Kirushikesh commented 7 months ago

@dmpiergiacomo which LLM are you using and what is the error?

sultf2 commented 7 months ago

@jjmachan I tried to execute your suggestion and I get the following error. Because of the recursion, this cost me ~$490 in API calls before the error message, its using GPT4 not turbo, just to warn others tempted to use this

 File "/Users/faisals/anaconda3/lib/python3.11/site-packages/langchain_core/language_models/chat_models.py", line 516, in <listcomp>
    LLMResult(generations=[res.generations], llm_output=res.llm_output)
  File "pydantic/main.py", line 339, in pydantic.main.BaseModel.__init__
  File "pydantic/main.py", line 1076, in pydantic.main.validate_model
  File "pydantic/fields.py", line 895, in pydantic.fields.ModelField.validate
  File "pydantic/fields.py", line 928, in pydantic.fields.ModelField._validate_sequence_like
  File "pydantic/fields.py", line 1094, in pydantic.fields.ModelField._validate_singleton
  File "pydantic/fields.py", line 895, in pydantic.fields.ModelField.validate
  File "pydantic/fields.py", line 928, in pydantic.fields.ModelField._validate_sequence_like
  File "pydantic/fields.py", line 1094, in pydantic.fields.ModelField._validate_singleton
  File "pydantic/fields.py", line 884, in pydantic.fields.ModelField.validate
  File "pydantic/fields.py", line 1101, in pydantic.fields.ModelField._validate_singleton
  File "pydantic/fields.py", line 1157, in pydantic.fields.ModelField._apply_validators
  File "pydantic/class_validators.py", line 337, in pydantic.class_validators._generic_validator_basic.lambda13
  File "pydantic/main.py", line 684, in pydantic.main.BaseModel.validate
  File "pydantic/main.py", line 304, in pydantic.main.ModelMetaclass.__instancecheck__
  File "<frozen abc>", line 119, in __instancecheck__
RecursionError: maximum recursion depth exceeded in comparison
Traceback (most recent call last):

  File "<ipython-input-14-6bb4ddca3d40>", line 6, in <module>
    testset = generator.generate_with_langchain_docs(documents, test_size=10, distributions={simple: 0.5, reasoning: 0.25, multi_context: 0.25})

  File "/Users/faisals/anaconda3/lib/python3.11/site-packages/ragas/testset/generator.py", line 156, in generate_with_langchain_docs
    return self.generate(

  File "/Users/faisals/anaconda3/lib/python3.11/site-packages/ragas/testset/generator.py", line 249, in generate
    raise ExceptionInRunner()

ExceptionInRunner: The runner thread which was running the jobs raised an exeception.
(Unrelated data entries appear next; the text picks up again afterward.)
//! The batch translation interface consumed by the engine.

use std::fmt;
use std::str::FromStr;
use thiserror::Error;

/// Stylistic register requested from the provider.
#[derive(Debug, Clone, Copy, PartialEq, Eq)]
pub enum Formality {
    Default,
    More,
    Less,
    PreferMore,
    PreferLess,
}

impl Formality {
    pub const ALL: [Self; 5] = [
        Self::Default,
        Self::More,
        Self::Less,
        Self::PreferMore,
        Self::PreferLess,
    ];

    pub const fn as_str(self) -> &'static str {
        match self {
            Self::Default => "default",
            Self::More => "more",
            Self::Less => "less",
            Self::PreferMore => "prefer_more",
            Self::PreferLess => "prefer_less",
        }
    }

    /// Human-readable label used in prompts.
    pub const fn label(self) -> &'static str {
        match self {
            Self::Default => "default",
            Self::More => "more (formal)",
            Self::Less => "less (informal)",
            Self::PreferMore => "prefer_more (formal if possible)",
            Self::PreferLess => "prefer_less (informal if possible)",
        }
    }
}

impl fmt::Display for Formality {
    fn fmt(&self, f: &mut fmt::Formatter<'_>) -> fmt::Result {
        f.write_str(self.as_str())
    }
}

impl FromStr for Formality {
    type Err = String;

    fn from_str(s: &str) -> Result<Self, Self::Err> {
        Self::ALL
            .into_iter()
            .find(|f| f.as_str() == s)
            .ok_or_else(|| {
                format!(
                    "Invalid formality '{s}'. Use: {}",
                    Self::ALL.map(Self::as_str).join(", ")
                )
            })
    }
}

/// Per-call options. The context applies to every text of the call.
#[derive(Debug, Clone, Default, PartialEq, Eq)]
pub struct ProviderOptions {
    pub formality: Option<Formality>,
    pub context: Option<String>,
}

/// Why a provider call failed.
#[derive(Error, Debug, Clone, PartialEq, Eq)]
pub enum ProviderFailure {
    #[error("authorization failed")]
    Unauthorized,

    #[error("quota exceeded")]
    QuotaExceeded,

    #[error("rate limit exceeded")]
    RateLimited,

    #[error("{0}")]
    Other(String),
}

/// A batch text-in/text-out translation service.
///
/// On success the result has exactly one text per input text, in input order.
#[allow(async_fn_in_trait)]
pub trait TranslationProvider {
    async fn translate(
        &self,
        texts: &[String],
        source_language: &str,
        target_language: &str,
        options: &ProviderOptions,
    ) -> Result<Vec<String>, ProviderFailure>;
}

#[cfg(test)]
#[allow(clippy::unwrap_used)]
mod tests {
    use super::*;

    #[test]
    fn test_formality_parse() {
        assert_eq!("more".parse::<Formality>(), Ok(Formality::More));
        assert_eq!("prefer_less".parse::<Formality>(), Ok(Formality::PreferLess));
    }

    #[test]
    fn test_formality_parse_invalid() {
        let err = "formal".parse::<Formality>().unwrap_err();
        assert!(err.contains("default, more, less, prefer_more, prefer_less"));
    }

    #[test]
    fn test_failure_messages() {
        assert_eq!(ProviderFailure::RateLimited.to_string(), "rate limit exceeded");
        assert_eq!(
            ProviderFailure::Other("timeout".to_string()).to_string(),
            "timeout"
        );
    }
}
Read the traceback above to debug it. You can also pass `raise_exceptions=False` incase you want to show only a warning message instead.
solita-jonas commented 5 months ago

I'm getting the same error on Ragas 0.1.7 , is it still nescessery to downgrade to 0.0.22 for this to work?

SuperTyrael commented 5 months ago

Getting the same error on Ragas 0.1.7

Fisseha-Estifanos commented 4 months ago

Hi @xinyang-handalindah and @Kirushikesh,

I fixed it by installing ragas==0.0.11. LangChain article was written on August 23, 2023, while Ragas v0.0.11 was released the day after that.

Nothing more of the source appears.